▶ _WHAT IS BEING ASKED_: Copy each line below that includes "collect".

Stored data entries

════════════════════

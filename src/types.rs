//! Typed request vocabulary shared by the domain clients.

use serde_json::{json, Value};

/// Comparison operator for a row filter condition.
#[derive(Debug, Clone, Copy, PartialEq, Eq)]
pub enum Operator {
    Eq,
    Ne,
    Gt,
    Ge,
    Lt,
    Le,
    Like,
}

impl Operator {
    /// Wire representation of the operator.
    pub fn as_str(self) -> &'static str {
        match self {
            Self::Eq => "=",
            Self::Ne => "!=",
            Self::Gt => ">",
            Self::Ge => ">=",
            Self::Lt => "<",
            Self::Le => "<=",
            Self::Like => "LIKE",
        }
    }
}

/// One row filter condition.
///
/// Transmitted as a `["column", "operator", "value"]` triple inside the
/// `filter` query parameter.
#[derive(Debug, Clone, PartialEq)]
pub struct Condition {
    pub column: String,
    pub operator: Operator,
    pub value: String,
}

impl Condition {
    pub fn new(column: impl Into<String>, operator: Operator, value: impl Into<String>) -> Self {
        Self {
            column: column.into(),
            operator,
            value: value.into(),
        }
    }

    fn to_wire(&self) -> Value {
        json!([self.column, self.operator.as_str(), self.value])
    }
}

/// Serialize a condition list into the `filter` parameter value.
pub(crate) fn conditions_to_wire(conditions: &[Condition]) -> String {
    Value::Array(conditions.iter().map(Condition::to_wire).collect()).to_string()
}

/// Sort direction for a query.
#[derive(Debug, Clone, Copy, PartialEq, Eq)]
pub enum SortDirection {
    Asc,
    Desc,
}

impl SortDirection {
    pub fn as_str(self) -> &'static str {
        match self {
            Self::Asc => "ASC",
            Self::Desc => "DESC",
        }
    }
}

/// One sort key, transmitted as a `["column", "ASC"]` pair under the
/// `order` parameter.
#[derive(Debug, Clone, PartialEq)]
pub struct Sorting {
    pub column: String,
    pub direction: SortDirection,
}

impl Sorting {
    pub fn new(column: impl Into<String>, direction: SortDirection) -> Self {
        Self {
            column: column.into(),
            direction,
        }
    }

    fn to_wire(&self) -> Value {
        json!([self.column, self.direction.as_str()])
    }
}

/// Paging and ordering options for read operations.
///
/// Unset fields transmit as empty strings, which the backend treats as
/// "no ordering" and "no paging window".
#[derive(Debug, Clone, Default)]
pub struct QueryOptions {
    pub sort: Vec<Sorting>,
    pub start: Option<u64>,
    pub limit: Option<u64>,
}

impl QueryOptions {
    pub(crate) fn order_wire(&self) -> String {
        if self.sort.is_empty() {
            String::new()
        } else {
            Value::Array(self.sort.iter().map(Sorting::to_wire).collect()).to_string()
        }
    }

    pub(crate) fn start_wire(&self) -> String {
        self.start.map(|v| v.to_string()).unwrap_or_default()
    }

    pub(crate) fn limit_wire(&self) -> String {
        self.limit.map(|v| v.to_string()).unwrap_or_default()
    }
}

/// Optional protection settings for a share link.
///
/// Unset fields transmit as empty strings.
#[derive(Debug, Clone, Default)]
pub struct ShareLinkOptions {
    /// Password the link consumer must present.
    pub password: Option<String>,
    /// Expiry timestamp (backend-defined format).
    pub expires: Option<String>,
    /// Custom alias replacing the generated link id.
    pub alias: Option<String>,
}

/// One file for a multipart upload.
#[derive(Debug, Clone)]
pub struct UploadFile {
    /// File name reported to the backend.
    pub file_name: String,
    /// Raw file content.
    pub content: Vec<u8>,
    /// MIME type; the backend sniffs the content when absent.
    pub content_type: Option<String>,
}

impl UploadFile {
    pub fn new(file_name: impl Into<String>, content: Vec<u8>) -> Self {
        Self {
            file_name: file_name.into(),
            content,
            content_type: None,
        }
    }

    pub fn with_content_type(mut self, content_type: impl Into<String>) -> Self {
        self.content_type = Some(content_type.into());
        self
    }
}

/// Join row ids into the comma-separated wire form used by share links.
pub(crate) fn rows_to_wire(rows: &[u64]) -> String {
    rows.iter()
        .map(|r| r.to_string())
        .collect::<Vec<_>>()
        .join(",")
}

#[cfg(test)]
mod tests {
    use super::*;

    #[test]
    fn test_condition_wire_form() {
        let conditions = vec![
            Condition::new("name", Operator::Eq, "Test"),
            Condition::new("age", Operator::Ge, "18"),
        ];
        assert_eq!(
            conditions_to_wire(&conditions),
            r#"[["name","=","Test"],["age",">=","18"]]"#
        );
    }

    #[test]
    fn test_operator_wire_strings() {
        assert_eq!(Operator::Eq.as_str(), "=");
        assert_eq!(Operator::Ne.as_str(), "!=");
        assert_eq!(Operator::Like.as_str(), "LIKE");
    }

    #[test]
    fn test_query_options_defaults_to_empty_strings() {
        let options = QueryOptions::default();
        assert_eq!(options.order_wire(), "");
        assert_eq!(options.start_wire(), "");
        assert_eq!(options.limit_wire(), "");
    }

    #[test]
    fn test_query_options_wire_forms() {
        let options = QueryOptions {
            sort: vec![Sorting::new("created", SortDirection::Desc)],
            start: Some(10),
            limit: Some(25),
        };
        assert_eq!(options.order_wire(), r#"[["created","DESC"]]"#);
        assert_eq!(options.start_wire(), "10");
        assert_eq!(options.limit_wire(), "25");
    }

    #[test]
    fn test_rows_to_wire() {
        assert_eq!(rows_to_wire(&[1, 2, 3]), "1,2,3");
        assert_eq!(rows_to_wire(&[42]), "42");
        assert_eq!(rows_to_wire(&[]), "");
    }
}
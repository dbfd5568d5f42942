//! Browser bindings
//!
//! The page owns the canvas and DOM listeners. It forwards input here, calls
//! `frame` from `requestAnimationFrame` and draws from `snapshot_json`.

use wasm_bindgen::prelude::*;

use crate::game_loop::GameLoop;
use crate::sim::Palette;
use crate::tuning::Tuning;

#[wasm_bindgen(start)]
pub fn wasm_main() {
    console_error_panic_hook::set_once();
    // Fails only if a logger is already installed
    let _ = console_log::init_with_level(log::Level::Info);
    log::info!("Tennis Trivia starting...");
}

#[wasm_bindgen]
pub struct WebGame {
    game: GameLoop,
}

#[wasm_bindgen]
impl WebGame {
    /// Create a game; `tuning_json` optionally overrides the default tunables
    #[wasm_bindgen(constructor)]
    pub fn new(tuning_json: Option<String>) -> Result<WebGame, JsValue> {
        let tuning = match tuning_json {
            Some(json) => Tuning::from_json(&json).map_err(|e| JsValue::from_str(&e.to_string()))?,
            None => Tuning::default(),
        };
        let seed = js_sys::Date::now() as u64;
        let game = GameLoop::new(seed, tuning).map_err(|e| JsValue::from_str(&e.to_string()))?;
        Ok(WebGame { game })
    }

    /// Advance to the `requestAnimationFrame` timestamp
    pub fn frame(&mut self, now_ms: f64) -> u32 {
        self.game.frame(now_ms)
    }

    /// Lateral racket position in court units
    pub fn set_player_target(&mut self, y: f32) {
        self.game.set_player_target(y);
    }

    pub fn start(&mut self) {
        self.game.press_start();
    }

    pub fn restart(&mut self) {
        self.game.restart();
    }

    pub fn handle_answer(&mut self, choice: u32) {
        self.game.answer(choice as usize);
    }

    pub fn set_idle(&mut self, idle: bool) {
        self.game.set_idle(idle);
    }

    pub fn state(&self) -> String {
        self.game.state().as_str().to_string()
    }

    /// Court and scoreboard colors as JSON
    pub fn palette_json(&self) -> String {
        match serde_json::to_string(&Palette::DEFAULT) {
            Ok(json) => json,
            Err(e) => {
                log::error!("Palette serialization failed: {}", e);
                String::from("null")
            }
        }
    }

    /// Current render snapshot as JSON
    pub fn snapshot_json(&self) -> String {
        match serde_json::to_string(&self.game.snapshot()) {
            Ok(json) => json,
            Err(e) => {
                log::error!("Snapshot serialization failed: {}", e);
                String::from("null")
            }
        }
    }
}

════════════════════

▶ _RESULT OF THE TASK_:
    Value::Array(conditions.iter().map(Condition::to_wire).collect()).to_string()
            Value::Array(self.sort.iter().map(Sorting::to_wire).collect()).to_string()
        .collect::<Vec<_>>()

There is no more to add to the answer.